# [Your task]
If a line in the entries below contains "impl", copy it.

- Opening Delimiter -

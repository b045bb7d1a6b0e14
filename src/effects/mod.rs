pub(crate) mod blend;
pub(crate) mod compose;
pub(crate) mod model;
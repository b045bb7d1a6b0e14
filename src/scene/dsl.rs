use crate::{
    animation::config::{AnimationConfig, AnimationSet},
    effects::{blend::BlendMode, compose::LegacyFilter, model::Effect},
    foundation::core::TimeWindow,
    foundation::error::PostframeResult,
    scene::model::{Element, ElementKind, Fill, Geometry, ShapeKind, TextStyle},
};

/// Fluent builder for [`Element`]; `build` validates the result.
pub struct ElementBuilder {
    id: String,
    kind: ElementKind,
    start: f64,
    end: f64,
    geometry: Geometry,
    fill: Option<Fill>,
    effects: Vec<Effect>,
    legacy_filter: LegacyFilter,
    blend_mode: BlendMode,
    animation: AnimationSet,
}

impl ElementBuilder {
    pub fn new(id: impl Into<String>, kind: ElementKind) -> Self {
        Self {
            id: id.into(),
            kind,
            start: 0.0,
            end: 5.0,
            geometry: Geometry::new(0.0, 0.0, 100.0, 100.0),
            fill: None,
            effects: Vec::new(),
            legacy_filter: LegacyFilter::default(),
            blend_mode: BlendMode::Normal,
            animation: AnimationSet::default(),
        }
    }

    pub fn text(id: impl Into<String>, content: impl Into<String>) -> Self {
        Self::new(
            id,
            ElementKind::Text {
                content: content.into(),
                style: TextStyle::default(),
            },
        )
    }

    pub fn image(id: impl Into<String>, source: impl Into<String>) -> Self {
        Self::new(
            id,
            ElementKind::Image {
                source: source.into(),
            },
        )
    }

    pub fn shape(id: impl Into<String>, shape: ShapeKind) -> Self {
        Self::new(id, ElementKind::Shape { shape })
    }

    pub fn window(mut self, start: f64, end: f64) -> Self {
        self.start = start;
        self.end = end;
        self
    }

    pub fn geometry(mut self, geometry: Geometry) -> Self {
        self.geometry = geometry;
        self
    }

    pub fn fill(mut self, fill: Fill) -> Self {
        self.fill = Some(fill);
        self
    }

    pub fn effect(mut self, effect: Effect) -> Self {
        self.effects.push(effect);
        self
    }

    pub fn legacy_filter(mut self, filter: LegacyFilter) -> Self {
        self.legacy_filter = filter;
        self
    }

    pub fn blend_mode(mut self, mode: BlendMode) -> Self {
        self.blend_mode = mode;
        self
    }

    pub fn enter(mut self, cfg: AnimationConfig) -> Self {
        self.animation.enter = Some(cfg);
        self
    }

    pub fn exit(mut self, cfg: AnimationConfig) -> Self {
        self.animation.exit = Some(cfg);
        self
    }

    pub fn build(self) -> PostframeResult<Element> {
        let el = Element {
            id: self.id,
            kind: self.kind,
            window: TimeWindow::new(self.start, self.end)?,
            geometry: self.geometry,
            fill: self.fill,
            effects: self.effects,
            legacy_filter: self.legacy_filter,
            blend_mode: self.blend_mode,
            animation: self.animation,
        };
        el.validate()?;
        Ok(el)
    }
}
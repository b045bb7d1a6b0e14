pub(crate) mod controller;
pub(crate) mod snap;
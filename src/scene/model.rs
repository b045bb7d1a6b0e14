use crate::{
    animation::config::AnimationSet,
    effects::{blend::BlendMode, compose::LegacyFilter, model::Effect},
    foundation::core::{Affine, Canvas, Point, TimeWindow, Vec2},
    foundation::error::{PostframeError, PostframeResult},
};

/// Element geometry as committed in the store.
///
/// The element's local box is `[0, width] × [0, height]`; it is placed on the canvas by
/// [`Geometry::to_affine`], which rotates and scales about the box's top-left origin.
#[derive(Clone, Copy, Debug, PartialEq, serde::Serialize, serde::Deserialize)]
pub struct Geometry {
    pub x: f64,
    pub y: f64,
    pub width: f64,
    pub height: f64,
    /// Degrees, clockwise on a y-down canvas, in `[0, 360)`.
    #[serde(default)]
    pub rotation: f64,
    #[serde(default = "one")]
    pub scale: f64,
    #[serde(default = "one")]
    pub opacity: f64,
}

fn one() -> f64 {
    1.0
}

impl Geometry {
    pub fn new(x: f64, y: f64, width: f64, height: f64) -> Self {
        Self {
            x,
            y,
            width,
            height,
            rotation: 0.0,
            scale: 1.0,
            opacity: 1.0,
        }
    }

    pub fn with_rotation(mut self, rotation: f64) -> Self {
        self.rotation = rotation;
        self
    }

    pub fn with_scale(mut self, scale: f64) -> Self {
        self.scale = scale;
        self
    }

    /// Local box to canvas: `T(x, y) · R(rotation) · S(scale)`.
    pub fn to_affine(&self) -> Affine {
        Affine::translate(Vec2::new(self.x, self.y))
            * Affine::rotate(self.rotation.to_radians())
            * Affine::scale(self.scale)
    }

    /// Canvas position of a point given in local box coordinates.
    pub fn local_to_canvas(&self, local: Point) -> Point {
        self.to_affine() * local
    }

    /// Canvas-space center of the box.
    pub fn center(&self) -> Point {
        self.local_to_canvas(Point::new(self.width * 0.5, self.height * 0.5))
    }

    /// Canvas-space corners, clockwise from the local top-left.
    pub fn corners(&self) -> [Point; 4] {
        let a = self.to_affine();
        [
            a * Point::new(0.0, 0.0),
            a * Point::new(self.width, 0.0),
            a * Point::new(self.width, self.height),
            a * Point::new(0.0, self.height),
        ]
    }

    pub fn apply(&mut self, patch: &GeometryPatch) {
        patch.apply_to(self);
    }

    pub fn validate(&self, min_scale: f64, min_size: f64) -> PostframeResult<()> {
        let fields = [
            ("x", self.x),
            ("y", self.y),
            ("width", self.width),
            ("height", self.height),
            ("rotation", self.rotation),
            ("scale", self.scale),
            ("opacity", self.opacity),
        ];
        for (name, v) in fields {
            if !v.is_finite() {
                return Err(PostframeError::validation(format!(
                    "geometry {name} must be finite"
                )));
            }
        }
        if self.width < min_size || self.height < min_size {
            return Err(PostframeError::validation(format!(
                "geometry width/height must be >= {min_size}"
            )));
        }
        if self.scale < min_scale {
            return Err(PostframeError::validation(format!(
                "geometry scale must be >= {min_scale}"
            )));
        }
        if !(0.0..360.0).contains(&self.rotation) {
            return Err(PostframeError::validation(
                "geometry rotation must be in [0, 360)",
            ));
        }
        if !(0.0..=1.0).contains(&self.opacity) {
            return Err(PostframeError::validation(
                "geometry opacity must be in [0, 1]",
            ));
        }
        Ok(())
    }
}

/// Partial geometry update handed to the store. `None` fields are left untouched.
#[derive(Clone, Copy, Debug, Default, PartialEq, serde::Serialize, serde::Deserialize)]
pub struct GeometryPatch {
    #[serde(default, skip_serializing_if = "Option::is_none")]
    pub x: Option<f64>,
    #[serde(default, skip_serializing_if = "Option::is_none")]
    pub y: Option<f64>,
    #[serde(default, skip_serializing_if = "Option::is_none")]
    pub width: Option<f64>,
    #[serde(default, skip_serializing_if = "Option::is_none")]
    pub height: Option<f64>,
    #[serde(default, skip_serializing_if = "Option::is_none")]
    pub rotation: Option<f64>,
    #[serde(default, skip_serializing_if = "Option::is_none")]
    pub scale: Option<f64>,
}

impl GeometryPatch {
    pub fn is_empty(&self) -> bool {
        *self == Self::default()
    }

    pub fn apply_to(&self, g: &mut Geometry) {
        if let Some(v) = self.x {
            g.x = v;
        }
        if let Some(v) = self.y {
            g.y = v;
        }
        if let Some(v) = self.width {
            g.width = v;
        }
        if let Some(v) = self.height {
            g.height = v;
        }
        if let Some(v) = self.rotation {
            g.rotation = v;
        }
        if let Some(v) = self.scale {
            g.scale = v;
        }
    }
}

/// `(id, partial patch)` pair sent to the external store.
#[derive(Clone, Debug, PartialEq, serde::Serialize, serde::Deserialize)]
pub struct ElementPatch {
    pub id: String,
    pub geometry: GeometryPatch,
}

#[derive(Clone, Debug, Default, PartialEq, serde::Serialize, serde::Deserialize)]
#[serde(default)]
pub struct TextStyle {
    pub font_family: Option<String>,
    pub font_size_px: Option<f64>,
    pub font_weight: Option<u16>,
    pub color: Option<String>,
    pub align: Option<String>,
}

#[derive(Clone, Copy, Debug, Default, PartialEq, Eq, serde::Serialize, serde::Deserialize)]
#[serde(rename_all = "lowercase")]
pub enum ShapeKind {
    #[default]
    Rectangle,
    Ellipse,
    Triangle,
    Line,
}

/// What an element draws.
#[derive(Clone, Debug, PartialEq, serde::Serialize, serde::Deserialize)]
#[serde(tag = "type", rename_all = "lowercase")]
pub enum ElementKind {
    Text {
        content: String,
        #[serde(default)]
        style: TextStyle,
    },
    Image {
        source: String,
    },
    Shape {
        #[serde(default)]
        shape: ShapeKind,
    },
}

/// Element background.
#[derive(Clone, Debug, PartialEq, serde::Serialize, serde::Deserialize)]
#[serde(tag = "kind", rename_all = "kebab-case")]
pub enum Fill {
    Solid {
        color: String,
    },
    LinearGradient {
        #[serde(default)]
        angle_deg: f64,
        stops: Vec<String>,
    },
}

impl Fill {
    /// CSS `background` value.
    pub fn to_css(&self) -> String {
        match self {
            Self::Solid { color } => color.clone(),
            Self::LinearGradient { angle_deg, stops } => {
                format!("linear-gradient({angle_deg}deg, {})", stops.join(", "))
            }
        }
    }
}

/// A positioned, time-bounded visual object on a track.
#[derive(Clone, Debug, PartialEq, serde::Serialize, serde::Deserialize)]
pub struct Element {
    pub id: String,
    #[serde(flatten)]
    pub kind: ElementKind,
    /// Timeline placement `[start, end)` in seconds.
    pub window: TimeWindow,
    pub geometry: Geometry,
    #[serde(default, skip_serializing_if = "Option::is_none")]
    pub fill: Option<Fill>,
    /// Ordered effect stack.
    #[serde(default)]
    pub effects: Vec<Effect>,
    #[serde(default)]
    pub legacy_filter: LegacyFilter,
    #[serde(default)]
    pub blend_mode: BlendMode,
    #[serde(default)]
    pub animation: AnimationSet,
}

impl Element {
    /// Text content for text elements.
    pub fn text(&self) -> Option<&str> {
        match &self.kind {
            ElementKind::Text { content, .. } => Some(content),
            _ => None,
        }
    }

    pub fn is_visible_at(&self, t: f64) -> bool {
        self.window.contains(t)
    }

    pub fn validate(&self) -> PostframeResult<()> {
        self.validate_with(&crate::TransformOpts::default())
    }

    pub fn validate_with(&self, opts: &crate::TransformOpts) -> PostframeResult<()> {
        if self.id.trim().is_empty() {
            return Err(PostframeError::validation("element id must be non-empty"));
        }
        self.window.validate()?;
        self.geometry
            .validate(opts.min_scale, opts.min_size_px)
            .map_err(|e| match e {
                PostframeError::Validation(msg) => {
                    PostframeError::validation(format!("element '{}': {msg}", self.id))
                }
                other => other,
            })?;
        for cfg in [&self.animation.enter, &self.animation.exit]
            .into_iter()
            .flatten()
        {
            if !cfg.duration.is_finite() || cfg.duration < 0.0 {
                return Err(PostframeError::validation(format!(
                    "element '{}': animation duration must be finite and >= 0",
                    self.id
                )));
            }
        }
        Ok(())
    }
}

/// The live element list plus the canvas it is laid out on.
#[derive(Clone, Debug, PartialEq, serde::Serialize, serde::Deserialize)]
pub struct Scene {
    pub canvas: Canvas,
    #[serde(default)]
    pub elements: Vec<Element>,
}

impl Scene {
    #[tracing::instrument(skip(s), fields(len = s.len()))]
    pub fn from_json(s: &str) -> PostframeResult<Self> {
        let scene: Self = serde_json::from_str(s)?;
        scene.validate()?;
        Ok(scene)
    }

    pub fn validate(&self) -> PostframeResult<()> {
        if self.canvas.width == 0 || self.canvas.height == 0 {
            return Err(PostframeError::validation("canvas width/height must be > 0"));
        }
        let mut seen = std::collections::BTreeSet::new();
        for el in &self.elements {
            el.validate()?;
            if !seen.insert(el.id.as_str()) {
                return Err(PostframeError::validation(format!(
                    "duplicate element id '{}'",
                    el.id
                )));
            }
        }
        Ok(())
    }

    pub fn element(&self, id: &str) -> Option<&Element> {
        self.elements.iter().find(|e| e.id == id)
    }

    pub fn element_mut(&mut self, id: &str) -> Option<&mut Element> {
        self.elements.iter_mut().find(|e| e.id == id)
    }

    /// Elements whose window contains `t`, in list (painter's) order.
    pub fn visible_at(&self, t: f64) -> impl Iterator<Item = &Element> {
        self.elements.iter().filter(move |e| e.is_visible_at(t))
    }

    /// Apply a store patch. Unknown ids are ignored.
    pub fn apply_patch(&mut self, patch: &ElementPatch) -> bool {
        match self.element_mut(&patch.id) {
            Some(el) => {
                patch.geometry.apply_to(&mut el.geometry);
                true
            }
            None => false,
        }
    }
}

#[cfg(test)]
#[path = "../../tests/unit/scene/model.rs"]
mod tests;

- Closing Delimiter -

# [Solution for this problem]
impl ElementBuilder {
    pub fn new(id: impl Into<String>, kind: ElementKind) -> Self {
    pub fn text(id: impl Into<String>, content: impl Into<String>) -> Self {
    pub fn image(id: impl Into<String>, source: impl Into<String>) -> Self {
    pub fn shape(id: impl Into<String>, shape: ShapeKind) -> Self {
impl Geometry {
impl GeometryPatch {
impl Fill {
impl Element {
impl Scene {
    pub fn visible_at(&self, t: f64) -> impl Iterator<Item = &Element> {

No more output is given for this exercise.